**WHAT YOU ARE ASKED TO DO**
What is the number of lines in the entries that contain the word "RunCounts"? Reply with that number only.
[[ INFORMATION SUPPLIED, beginning ]]
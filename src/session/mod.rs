//! Audit session
//!
//! One [`AuditSession`] owns everything a run over one site needs: the
//! configuration, the page source, the storage backend and the site key
//! that namespaces it. Phases run strictly in order: discovery completes
//! before sampling, and sampling freezes before extraction.

use crate::boilerplate::sample_boilerplate;
use crate::config::{Config, Renderer};
use crate::discovery::{discover, DiscoveryReport};
use crate::extraction::{ExtractionCoordinator, ExtractionReport};
use crate::graph::LinkGraph;
use crate::output::export_csv;
use crate::render::{HttpPageSource, PageSource, RenderOptions, RenderPool};
use crate::storage::{open_storage, RunCounts, Storage};
use crate::url::site_key;
use crate::Result;
#[cfg(not(feature = "browser"))]
use crate::ConfigError;
use std::collections::HashSet;
use std::path::Path;
use std::sync::Arc;
use std::time::Duration;
use tracing::{error, info};
use url::Url;

/// Outcome of a full run
#[derive(Debug, Clone, Copy, Default, PartialEq, Eq)]
pub struct RunSummary {
    pub run_id: i64,
    pub discovery: DiscoveryReport,
    pub extraction: ExtractionReport,
    /// Rows written when a CSV path is configured
    pub csv_rows: Option<usize>,
}

impl RunSummary {
    fn counts(&self) -> RunCounts {
        RunCounts {
            discovered: self.discovery.total() as i64,
            indexed: self.discovery.indexed as i64,
            extracted: self.extraction.extracted as i64,
            failed: self.extraction.failed as i64,
        }
    }
}

/// Per-run state for auditing one site
pub struct AuditSession {
    config: Config,
    config_hash: String,
    root: Url,
    site_key: String,
    source: Arc<dyn PageSource>,
    storage: Box<dyn Storage>,
}

impl AuditSession {
    /// Creates a session over explicit collaborators
    pub fn new(
        config: Config,
        config_hash: impl Into<String>,
        source: Arc<dyn PageSource>,
        storage: Box<dyn Storage>,
    ) -> Result<Self> {
        let root = Url::parse(&config.site.root_url)?;
        let site_key = site_key(&config.site.root_url)?;

        Ok(Self {
            config,
            config_hash: config_hash.into(),
            root,
            site_key,
            source,
            storage,
        })
    }

    /// Creates a session over the configured renderer that stores to the
    /// configured SQLite database
    pub fn open(config: Config, config_hash: impl Into<String>) -> Result<Self> {
        let source = page_source(&config)?;
        let storage = open_storage(Path::new(&config.output.database_path))?;
        Self::new(config, config_hash, source, Box::new(storage))
    }

    pub fn config(&self) -> &Config {
        &self.config
    }

    pub fn root(&self) -> &Url {
        &self.root
    }

    /// Storage namespace of the audited site
    pub fn site_key(&self) -> &str {
        &self.site_key
    }

    pub fn storage(&self) -> &dyn Storage {
        self.storage.as_ref()
    }

    /// Discovers the site's URLs and persists their statuses
    pub async fn discover(&mut self) -> Result<DiscoveryReport> {
        info!("Discovering URLs of {}", self.root);
        let discovery = discover(self.source.as_ref(), &self.root, &self.config).await;
        self.storage
            .save_url_statuses(&self.site_key, &discovery.statuses)?;
        Ok(discovery.report)
    }

    /// Extracts every stored `Indexed` URL and rebuilds the link graph
    ///
    /// Statuses come from storage, so this also works after a separate
    /// discovery run. A URL that fails loses any metadata an earlier run
    /// stored for it, and the graph is rebuilt from the stored records.
    pub async fn extract(&mut self) -> Result<ExtractionReport> {
        let records = self.storage.fetch_url_records(&self.site_key)?;
        let targets: Vec<String> = records
            .values()
            .filter(|record| record.status.is_indexed())
            .map(|record| record.url.clone())
            .collect();

        if targets.is_empty() {
            info!("No indexed URLs stored for {}, nothing to extract", self.site_key);
            return Ok(ExtractionReport::default());
        }

        let extraction = &self.config.extraction;
        let pool = RenderPool::new(
            Arc::clone(&self.source),
            extraction.effective_render_slots(),
            RenderOptions::new(timeout(&self.config), self.config.http.block_resources.clone()),
        )
        .with_retries(extraction.render_retries);

        info!(
            "Extracting {} indexed URLs ({} tasks, {} render slots)",
            targets.len(),
            extraction.effective_concurrency(),
            extraction.effective_render_slots()
        );

        let filter = sample_boilerplate(&pool, &self.root, &targets, extraction).await;
        let coordinator = ExtractionCoordinator::new(
            pool,
            filter,
            self.root.clone(),
            extraction.effective_concurrency(),
            self.config.discovery.max_path_segments,
        );
        let result = coordinator.run(&targets).await;

        let extracted: HashSet<&str> = result.records.iter().map(|r| r.url.as_str()).collect();
        let failed: Vec<String> = targets
            .iter()
            .filter(|url| !extracted.contains(url.as_str()))
            .cloned()
            .collect();

        self.storage
            .update_metadata(&self.site_key, &result.records)?;
        self.storage.clear_metadata(&self.site_key, &failed)?;

        // the graph counts every stored extracted page, not just this pass
        let stored = self.storage.fetch_url_records(&self.site_key)?;
        let graph = LinkGraph::build(stored.values().filter(|record| record.is_extracted()));
        self.storage.set_incoming_counts(&self.site_key, &graph)?;
        info!("Link graph: {} linked URLs", graph.len());

        Ok(result.report)
    }

    /// Writes every stored record of the site to `path`
    pub fn export_csv(&self, path: &Path) -> Result<usize> {
        let records = self.storage.fetch_url_records(&self.site_key)?;
        export_csv(&records, path)
    }

    /// Full audit: discover, extract, link graph, then the optional CSV
    ///
    /// The run is recorded in storage. A storage or export failure marks it
    /// failed and is returned; page-level failures only lower the counts.
    pub async fn run(&mut self) -> Result<RunSummary> {
        let run_id = self
            .storage
            .create_run(&self.site_key, &self.config_hash)?;
        info!("Starting audit run {} for {}", run_id, self.site_key);

        match self.run_phases(run_id).await {
            Ok(summary) => {
                self.storage.complete_run(run_id, &summary.counts())?;
                info!(
                    "Run {} complete: {} URLs discovered, {} pages extracted",
                    run_id,
                    summary.discovery.total(),
                    summary.extraction.extracted
                );
                Ok(summary)
            }
            Err(e) => {
                error!("Run {} failed: {}", run_id, e);
                if let Err(mark) = self.storage.fail_run(run_id) {
                    error!("Could not mark run {} as failed: {}", run_id, mark);
                }
                Err(e)
            }
        }
    }

    async fn run_phases(&mut self, run_id: i64) -> Result<RunSummary> {
        let discovery = self.discover().await?;
        let extraction = self.extract().await?;

        let csv_rows = match self.config.output.csv_path.clone() {
            Some(path) => Some(self.export_csv(Path::new(&path))?),
            None => None,
        };

        Ok(RunSummary {
            run_id,
            discovery,
            extraction,
            csv_rows,
        })
    }
}

fn page_source(config: &Config) -> Result<Arc<dyn PageSource>> {
    match config.http.renderer {
        Renderer::Http => Ok(Arc::new(HttpPageSource::from_config(
            &config.user_agent,
            timeout(config),
        )?)),
        #[cfg(feature = "browser")]
        Renderer::Browser => Ok(Arc::new(crate::render::BrowserPageSource::from_config(
            &config.user_agent,
            timeout(config),
        )?)),
        #[cfg(not(feature = "browser"))]
        Renderer::Browser => Err(ConfigError::Validation(
            "renderer = \"browser\" needs a build with the `browser` feature".to_string(),
        )
        .into()),
    }
}

fn timeout(config: &Config) -> Duration {
    Duration::from_millis(config.http.timeout_ms)
}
[[ INFORMATION SUPPLIED, end ]]
**FINISHED TASK**
3